I have a few boards that have been in use for a while and have accumulated their fair share of pressure dings on the bottom (longboards and shortboards). They are all water tight, but I’m wondering what is the effect of perfomance from this “swiss cheese” bottom. I couldn’t locate any info in the archives. I figure it must have a negative effect but I’ve never noticed a difference over the years, they still seem to ride the same to me. I’m guessing it wouldn’t be cheap to have them filled in (and it would add lots of weight?).
How 'bout the most basic sort of physics to look at the situation: Every time you make the water move, every time you make it change direction, it costs energy.
Thanks to Sir Isaac Newton, what, 150 years ago?

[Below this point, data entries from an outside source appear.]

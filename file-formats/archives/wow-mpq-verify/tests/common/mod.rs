//! Shared helpers for building test archives

use wow_mpq_verify::{MemoryArchive, MemoryArchiveBuilder, MemoryMember, TableLayout};

/// Offset of the MPQ header inside every test image
pub const ARCHIVE_OFFSET: u64 = 0x200;

/// Absolute end of the block table, which is also the end of the archive data
pub const ARCHIVE_END: u64 = ARCHIVE_OFFSET + 0x3140;

/// Enable log output when RUST_LOG is set
pub fn init_logging() {
    let _ = env_logger::builder().is_test(true).try_init();
}

pub fn tables() -> TableLayout {
    TableLayout {
        hash_table_pos: ARCHIVE_OFFSET + 0x3000,
        hash_table_entries: 16,
        block_table_pos: ARCHIVE_OFFSET + 0x3100,
        block_table_entries: 4,
        hi_block_table_pos: None,
    }
}

/// A small archive with two ordinary members and no signature
pub fn archive_builder() -> MemoryArchiveBuilder {
    let script: Vec<u8> = (0..0x2000u32).map(|i| (i * 13 % 251) as u8).collect();
    MemoryArchive::builder()
        .display_name("Maps/Test.w3x")
        .archive_offset(ARCHIVE_OFFSET)
        .image_size(ARCHIVE_END as usize)
        .tables(tables())
        .member(
            MemoryMember::new("war3map.j", 0x100, script)
                .sector_shift(0)
                .with_sector_checksums()
                .with_attributes(),
        )
        .member(MemoryMember::new("war3map.w3i", 0x2200, b"map info".to_vec()))
}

Thing is, you’ve gotten used to that board so over the time span, you don’t notice the difference. And on a 15-second wave, longer than many we ride, if it makes a one-second difference, you’ll never notice it. And that’s the key to a lot of the whack theory that’s floating around… you’ll never notice it.
Nuff of that, if the little dents bother you, sand them and fill with some qcell mix. Pour on only exactly as much as you need, then cover with a flat piece of stiff acetate like you may have used in school for report covers. The qcell/resin will cure with a very slick finish. Beware that you don’t trap bubbles under the sheet plastic.
What causes those pesky little dings on the bottom anyways?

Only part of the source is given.